Cluster registry APIs:
Endpoint: /clusters/:id
Method: GET
Description:
Fetches a single cluster document by its unique id
.
Example curl Command:
curl -X GET http://<server-url>/clusters/cluster-west-vision-001
Endpoint: /clusters/:id
Method: PUT
Description:
Updates a cluster document by its id
using the payload provided in the request body.

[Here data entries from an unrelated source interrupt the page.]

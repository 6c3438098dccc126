//! Newsletter assembly
//!
//! [`NewsletterBuilder`] renders the aggregate section followed by one
//! section per company, wraps them in the fixed header and footer, and runs
//! the result through a [`NewsletterEditor`].

use chrono::{DateTime, Local};
use futures::future::join_all;
use newsletter_llm::LLMProvider;
use newsletter_llm::providers::{OpenAIProvider, TogetherProvider};
use std::sync::Arc;
use tracing::{info, instrument, warn};

use crate::api::{SerpApiClient, YahooFinanceClient};
use crate::config::{LlmBackend, NewsletterConfig};
use crate::editor::{LlmNewsletterEditor, NewsletterEditor, PassThroughEditor};
use crate::error::Result;
use crate::news::SerpApiNewsProvider;
use crate::quote::YahooQuoteProvider;
use crate::report::ReportAssembler;
use crate::subject::Subject;
use crate::summarizer::LlmSummarizer;

/// Sign-off appended after the last section
pub const FOOTER: &str = "Stay tuned for more updates.\n\n- **The Magnificent Seven Insider**\n";

/// Header for a newsletter generated at `now`, up to the aggregate section
pub fn header(now: DateTime<Local>) -> String {
    format!(
        "**Today's ({}) Stock Market Update: The Magnificent Seven (MAGS)**\n\n\
         Hello Investors,\n\n\
         Here's the latest market movement of the Magnificent Seven stocks:\n\n\
         **Magnificent Seven (Overall):**\n\n",
        now.format("%Y-%m-%d %H:%M:%S")
    )
}

/// Builds the complete newsletter
pub struct NewsletterBuilder {
    assembler: ReportAssembler,
    editor: Arc<dyn NewsletterEditor>,
    companies: Vec<Subject>,
    parallel: bool,
}

impl NewsletterBuilder {
    /// Create a builder covering the Magnificent Seven
    pub fn new(assembler: ReportAssembler, editor: Arc<dyn NewsletterEditor>) -> Self {
        Self {
            assembler,
            editor,
            companies: Subject::magnificent_seven(),
            parallel: false,
        }
    }

    /// Wire Yahoo Finance, SerpAPI and the configured text-generation backend
    pub fn from_config(config: &NewsletterConfig) -> Result<Self> {
        config.validate()?;

        let provider: Arc<dyn LLMProvider> = match config.backend {
            LlmBackend::Hosted => Arc::new(TogetherProvider::with_config(config.hosted.clone())?),
            LlmBackend::Local => Arc::new(OpenAIProvider::with_config(config.local.clone())?),
        };
        info!("Using {} backend with model {}", provider.name(), config.model);

        let quotes = Arc::new(YahooQuoteProvider::new(YahooFinanceClient::new(
            config.request_timeout,
        )));

        let news = match &config.serpapi_key {
            Some(key) => SerpApiNewsProvider::new(SerpApiClient::new(
                key.clone(),
                config.serpapi_base.clone(),
                config.news_rate_limit_per_minute,
                config.request_timeout,
            )?),
            None => {
                warn!("SERPAPI_KEY is not set, news summaries will be empty");
                SerpApiNewsProvider::disabled()
            }
        };

        let summarizer = LlmSummarizer::new(provider.clone(), config.model.clone())
            .with_max_tokens(config.summary_max_tokens)
            .with_temperature(config.temperature);

        let editor: Arc<dyn NewsletterEditor> = if config.edit_newsletter {
            Arc::new(
                LlmNewsletterEditor::new(provider, config.model.clone())
                    .with_max_tokens(config.editor_max_tokens)
                    .with_temperature(config.temperature),
            )
        } else {
            Arc::new(PassThroughEditor)
        };

        let assembler = ReportAssembler::new(
            quotes,
            Arc::new(news),
            Arc::new(summarizer),
            config.headline_limit,
        );

        Ok(Self::new(assembler, editor).with_parallel(config.parallel_subjects))
    }

    /// Assemble company sections concurrently
    pub fn with_parallel(mut self, parallel: bool) -> Self {
        self.parallel = parallel;
        self
    }

    /// Replace the company list
    pub fn with_companies(mut self, companies: Vec<Subject>) -> Self {
        self.companies = companies;
        self
    }

    /// Build the newsletter stamped with the current local time
    pub async fn build(&self) -> String {
        self.build_at(Local::now()).await
    }

    /// Build the newsletter stamped with `now`
    #[instrument(skip(self), fields(companies = self.companies.len(), parallel = self.parallel))]
    pub async fn build_at(&self, now: DateTime<Local>) -> String {
        let mut draft = header(now);

        draft.push_str(&self.assembler.assemble(&Subject::aggregate()).await);

        for section in self.company_sections().await {
            draft.push_str(&section);
        }

        draft.push_str(FOOTER);

        info!("Draft assembled, {} chars", draft.len());
        self.editor.edit(&draft).await
    }

    async fn company_sections(&self) -> Vec<String> {
        if self.parallel {
            join_all(self.companies.iter().map(|s| self.assembler.assemble(s))).await
        } else {
            let mut sections = Vec::with_capacity(self.companies.len());
            for subject in &self.companies {
                sections.push(self.assembler.assemble(subject).await);
            }
            sections
        }
    }
}

#[cfg(test)]
mod tests {
    use super::*;
    use crate::news::{Headline, MockNewsProvider};
    use crate::quote::{MockMarketQuoteProvider, Quote};
    use crate::report::parse_figures;
    use crate::summarizer::MockSummarizer;
    use crate::testing::{Reply, ScriptedProvider};
    use chrono::TimeZone;

    fn fixed_time() -> DateTime<Local> {
        Local.with_ymd_and_hms(2025, 3, 14, 16, 30, 5).unwrap()
    }

    /// Quotes for every ticker except AMZN (third company)
    fn assembler() -> ReportAssembler {
        let mut quotes = MockMarketQuoteProvider::new();
        quotes.expect_fetch_quote().returning(|symbol| match symbol {
            "AMZN" => None,
            "MAGS" => Some(Quote {
                closing_price: 52.0,
                change_percent: 0.5,
            }),
            _ => Some(Quote {
                closing_price: 100.0,
                change_percent: -1.25,
            }),
        });

        let mut news = MockNewsProvider::new();
        news.expect_fetch_headlines()
            .returning(|query| vec![Headline::new(format!("{query} today"), None)]);

        let mut summarizer = MockSummarizer::new();
        summarizer
            .expect_summarize()
            .returning(|_, name| format!("{name} summary."));

        ReportAssembler::new(Arc::new(quotes), Arc::new(news), Arc::new(summarizer), 5)
    }

    fn company_positions(text: &str) -> Vec<usize> {
        Subject::magnificent_seven()
            .iter()
            .map(|s| text.find(&s.to_string()).unwrap())
            .collect()
    }

    #[test]
    fn test_header_layout() {
        assert_eq!(
            header(fixed_time()),
            "**Today's (2025-03-14 16:30:05) Stock Market Update: The Magnificent Seven (MAGS)**\n\n\
             Hello Investors,\n\n\
             Here's the latest market movement of the Magnificent Seven stocks:\n\n\
             **Magnificent Seven (Overall):**\n\n"
        );
    }

    #[tokio::test]
    async fn test_one_failed_subject_degrades_one_section() {
        let builder = NewsletterBuilder::new(assembler(), Arc::new(PassThroughEditor));
        let text = builder.build_at(fixed_time()).await;

        assert!(text.starts_with(&header(fixed_time())));
        assert!(text.ends_with(FOOTER));

        let body = &text[header(fixed_time()).len()..text.len() - FOOTER.len()];
        let sections: Vec<&str> = body.split_inclusive("\n\n").collect();
        assert_eq!(sections.len(), 8);

        assert!(sections[0].starts_with("**Roundhill Magnificent Seven ETF (BATS: MAGS)**"));
        assert_eq!(parse_figures(sections[0]), Some((52.0, 0.5)));

        let companies = Subject::magnificent_seven();
        for (subject, section) in companies.iter().zip(&sections[1..]) {
            if subject.ticker == "AMZN" {
                assert_eq!(*section, "Could not retrieve data for Amazon (AMZN)\n\n");
            } else {
                assert!(section.starts_with(&format!("**{}**\n", subject.heading())));
                assert_eq!(parse_figures(section), Some((100.0, -1.25)));
                assert!(section.ends_with(&format!("News Summary: {} summary.\n\n", subject.name)));
            }
        }

        let positions = company_positions(&text);
        assert!(positions.windows(2).all(|w| w[0] < w[1]));
    }

    #[tokio::test]
    async fn test_missing_aggregate_quote_leaves_overview_empty() {
        let mut quotes = MockMarketQuoteProvider::new();
        quotes.expect_fetch_quote().returning(|symbol| match symbol {
            "MAGS" => None,
            _ => Some(Quote {
                closing_price: 187.0,
                change_percent: 1.5,
            }),
        });
        let mut news = MockNewsProvider::new();
        news.expect_fetch_headlines().returning(|_| Vec::new());
        let mut summarizer = MockSummarizer::new();
        summarizer
            .expect_summarize()
            .returning(|_, _| "No significant news to summarize.".to_string());
        let assembler =
            ReportAssembler::new(Arc::new(quotes), Arc::new(news), Arc::new(summarizer), 5);

        let text = NewsletterBuilder::new(assembler, Arc::new(PassThroughEditor))
            .build_at(fixed_time())
            .await;

        let after_header = &text[header(fixed_time()).len()..];
        assert!(after_header.starts_with(
            "**Apple (AAPL):**\nToday's Closing Price: $187.00\nChange Percent: 1.50%\n"
        ));
        assert!(!text.contains("Magnificent Seven (MAGS)\n\n"));
        assert!(!text.contains("Could not retrieve data"));
    }

    #[tokio::test]
    async fn test_parallel_matches_sequential() {
        let sequential = NewsletterBuilder::new(assembler(), Arc::new(PassThroughEditor))
            .build_at(fixed_time())
            .await;
        let parallel = NewsletterBuilder::new(assembler(), Arc::new(PassThroughEditor))
            .with_parallel(true)
            .build_at(fixed_time())
            .await;

        assert_eq!(sequential, parallel);
    }

    #[tokio::test]
    async fn test_editor_output_is_returned() {
        let provider = Arc::new(ScriptedProvider::text("edited newsletter"));
        let editor = Arc::new(LlmNewsletterEditor::new(provider.clone(), "model"));

        let text = NewsletterBuilder::new(assembler(), editor)
            .build_at(fixed_time())
            .await;

        assert_eq!(text, "edited newsletter");
        assert_eq!(provider.calls(), 1);
        assert!(provider.requests()[0].prompt.contains("Could not retrieve data for Amazon (AMZN)"));
    }

    #[tokio::test]
    async fn test_editor_failure_keeps_draft() {
        let editor = Arc::new(LlmNewsletterEditor::new(
            Arc::new(ScriptedProvider::new(Reply::Fail)),
            "model",
        ));

        let edited = NewsletterBuilder::new(assembler(), editor)
            .build_at(fixed_time())
            .await;
        let draft = NewsletterBuilder::new(assembler(), Arc::new(PassThroughEditor))
            .build_at(fixed_time())
            .await;

        assert_eq!(edited, draft);
    }

    #[tokio::test]
    async fn test_custom_company_list() {
        let text = NewsletterBuilder::new(assembler(), Arc::new(PassThroughEditor))
            .with_companies(vec![Subject::company("Tesla", "TSLA")])
            .build_at(fixed_time())
            .await;

        assert!(text.contains("**Tesla (TSLA):**"));
        assert!(!text.contains("Apple"));
    }

    #[test]
    fn test_from_config_without_keys() {
        let config = NewsletterConfig::builder()
            .backend(LlmBackend::Local)
            .edit_newsletter(false)
            .build()
            .unwrap();

        let builder = NewsletterBuilder::from_config(&config).unwrap();
        assert_eq!(builder.companies.len(), 7);
        assert!(!builder.parallel);
    }
}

The body should use MongoDB-style update syntax.
Example curl Command:
curl -X PUT http://<server-url>/clusters/cluster-west-vision-001 \
-H "Content-Type: application/json" \
-d '{
"$set": {
"tags": ["gpu", "updated"],
"reputation": 97
}
}'
Endpoint: /clusters/:id
Method: DELETE
Description:
Deletes the cluster document with the specified id
.
Example curl Command:
curl -X DELETE http://<server-url>/clusters/cluster-west-vision-001
Endpoint: /clusters/query
Method: POST
Description:
Queries cluster documents using a MongoDB-style filter provided in the request body. Supports standard MongoDB operators such as $eq
, $gt
, $in
, etc.
Example curl Command:
curl -X POST http://<server-url>/clusters/query \
-H "Content-Type: application/json" \
-d '{
"gpus.count": { "$gte": 2 },
"clusterMetadata.countries": { "$in": ["USA"] }
}'